Today, my story is that my family is riddled with cancer. My mother survived breast cancer. My father didn’t survive lymphoma. My brother didn’t survive a brain tumor. My sister-in-law is looking pancreatic cancer straight in the eye and saying, “Fuck you!” and we don’t yet know where that story will end.

What makes our cells go rogue? How can we adapt to this mutation? How can we dodge this bullet? Or meet it with grace and power?

How can I assure my kids that I’m not next? My oldest daughter has recurring nightmares of my death since my brother died. I just lost a good friend to mistaken gunfire in Egypt. He was a shaman, and a gift to all who knew him. Death is not choosy.

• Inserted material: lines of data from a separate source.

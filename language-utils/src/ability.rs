//! Per-user ability state and the records that flow into and out of it.

use serde::{Deserialize, Serialize};

use crate::{BandMap, JlptLevelMap, Language, ProficiencyLabel};

/// Which recommendation band a practice item is drawn from.
#[derive(
    Clone,
    Copy,
    Debug,
    PartialEq,
    Eq,
    Hash,
    Serialize,
    Deserialize,
    schemars::JsonSchema,
    parse_display::Display,
    parse_display::FromStr,
)]
#[display(style = "snake_case")]
#[serde(rename_all = "snake_case")]
pub enum TargetBand {
    /// Consolidation: easier than the user's level.
    Down,
    Main,
    /// Challenge: harder than the user's level.
    Up,
}

#[derive(Debug, Serialize, Deserialize, Clone, Copy, PartialEq, schemars::JsonSchema)]
pub struct ExploreConfig {
    pub main_ratio: f64,
    pub down_ratio: f64,
    pub up_ratio: f64,
}

impl Default for ExploreConfig {
    fn default() -> Self {
        Self {
            main_ratio: 0.6,
            down_ratio: 0.2,
            up_ratio: 0.2,
        }
    }
}

impl ExploreConfig {
    pub fn ratio(&self, band: TargetBand) -> f64 {
        match band {
            TargetBand::Down => self.down_ratio,
            TargetBand::Main => self.main_ratio,
            TargetBand::Up => self.up_ratio,
        }
    }

    pub fn total(&self) -> f64 {
        self.main_ratio + self.down_ratio + self.up_ratio
    }
}

/// Mastery estimates on the JLPT ladder.
#[derive(Debug, Serialize, Deserialize, Clone, PartialEq, schemars::JsonSchema)]
pub struct BayesianProfile {
    /// Probability of knowing a word at each level.
    pub mastery: JlptLevelMap<f64>,
    /// 1.0 to 6.0.
    pub estimated_level: f64,
    pub evidence_count: u32,
    /// Frequency rank below which words are assumed known.
    pub frequency_threshold: u32,
}

#[derive(Debug, Serialize, Deserialize, Clone, PartialEq, schemars::JsonSchema)]
pub struct UserAbilityState {
    /// 1.0 to 6.0.
    pub level: f64,
    /// Probability that a content word in each band is new to the user.
    pub unknown_rate_by_band: BandMap<f64>,
    /// Exponential moving average of quiz accuracy.
    pub comprehension_rate: f64,
    pub explore: ExploreConfig,
    #[serde(default, skip_serializing_if = "Option::is_none")]
    pub bayesian: Option<BayesianProfile>,
}

impl Default for UserAbilityState {
    fn default() -> Self {
        Self {
            level: 1.0,
            unknown_rate_by_band: BandMap {
                beginner: 0.1,
                intermediate: 0.3,
                advanced: 0.6,
            },
            comprehension_rate: 0.8,
            explore: ExploreConfig::default(),
            bayesian: None,
        }
    }
}

#[derive(Debug, Serialize, Deserialize, Clone, PartialEq, schemars::JsonSchema)]
pub struct ItemMetadata {
    pub id: String,
    /// 1.0 to 6.0.
    pub level: f64,
    /// Known-band distribution of the item's content words.
    pub lex_profile: BandMap<f64>,
    pub language: Language,
}

#[derive(
    Clone,
    Copy,
    Debug,
    PartialEq,
    Eq,
    Serialize,
    Deserialize,
    schemars::JsonSchema,
    parse_display::Display,
    parse_display::FromStr,
)]
#[display(style = "snake_case")]
#[serde(rename_all = "snake_case")]
pub enum SelfReport {
    TooEasy,
    JustRight,
    ABitHard,
    TooHard,
}

#[derive(
    Clone, Copy, Debug, Default, PartialEq, Eq, Serialize, Deserialize, schemars::JsonSchema,
)]
#[serde(rename_all = "snake_case")]
pub enum PracticeStatus {
    #[default]
    NotStarted,
    Draft,
    Completed,
}

#[derive(Debug, Serialize, Deserialize, Clone, Copy, PartialEq, schemars::JsonSchema)]
pub struct SentenceRecord {
    /// 0 to 100.
    pub first_score: f64,
    pub best_score: f64,
    pub attempts: u32,
}

#[derive(Debug, Serialize, Deserialize, Clone, PartialEq, schemars::JsonSchema)]
pub struct NewWord {
    pub word: String,
    #[serde(default, skip_serializing_if = "Option::is_none")]
    pub level: Option<ProficiencyLabel>,
}

#[derive(Debug, Serialize, Deserialize, Clone, Copy, PartialEq, schemars::JsonSchema)]
pub struct QuizResult {
    pub correct: u32,
    pub total: u32,
}

impl QuizResult {
    pub fn correct_rate(&self) -> Option<f64> {
        (self.total > 0).then(|| self.correct as f64 / self.total as f64)
    }
}

#[derive(Debug, Serialize, Deserialize, Clone, PartialEq, schemars::JsonSchema)]
pub struct PracticeSession {
    pub user_id: String,
    pub item_id: String,
    pub item_level: f64,
    pub sentence_records: Vec<SentenceRecord>,
    #[serde(default)]
    pub total_time_secs: f64,
    #[serde(default, skip_serializing_if = "Option::is_none")]
    pub self_reported_difficulty: Option<SelfReport>,
    #[serde(default)]
    pub new_words: Vec<NewWord>,
    #[serde(default, skip_serializing_if = "Option::is_none")]
    pub item_lex_profile: Option<BandMap<f64>>,
    #[serde(default, skip_serializing_if = "Option::is_none")]
    pub quiz_result: Option<QuizResult>,
}

#[cfg(test)]
mod tests {
    use super::*;

    #[test]
    fn test_default_state_is_consistent() {
        let state = UserAbilityState::default();
        assert!((state.explore.total() - 1.0).abs() < 1e-9);
        assert!(state.bayesian.is_none());
    }

    #[test]
    fn test_session_deserializes_with_missing_optionals() {
        let json = r#"{
            "user_id": "u1",
            "item_id": "i1",
            "item_level": 2.5,
            "sentence_records": [{"first_score": 80, "best_score": 95, "attempts": 2}],
            "self_reported_difficulty": "a_bit_hard",
            "new_words": [{"word": "対立", "level": "N2"}]
        }"#;
        let session: PracticeSession = serde_json::from_str(json).unwrap();
        assert_eq!(session.self_reported_difficulty, Some(SelfReport::ABitHard));
        assert!(session.quiz_result.is_none());
        assert_eq!(session.new_words[0].level.map(|l| l.to_string()), Some("N2".to_string()));
    }

    #[test]
    fn test_quiz_rate_guards_zero_total() {
        assert_eq!(QuizResult { correct: 0, total: 0 }.correct_rate(), None);
        assert_eq!(QuizResult { correct: 8, total: 10 }.correct_rate(), Some(0.8));
    }
}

My story today is that I’m alive. And tomorrow, I may not be. And I am not afraid. Most of the time.
I know my story needs to be heard because we are all living in the face of death. Most of us have been touched by death. All of us eventually will be. How do we make peace with this relationship between this world and the next? How do we live fully? How do we greet our death when it comes? When we can look death in the eye, we can live forever.
Who are you now?: I am a mother, a poet, a lover, an artist, a coach, a warrior, a goddess, an instigator, an entrepreneur, a liar and a cheat, an angel in disguise, an inhaler of breath, an idea waiting to happen, a writer, a particle of God.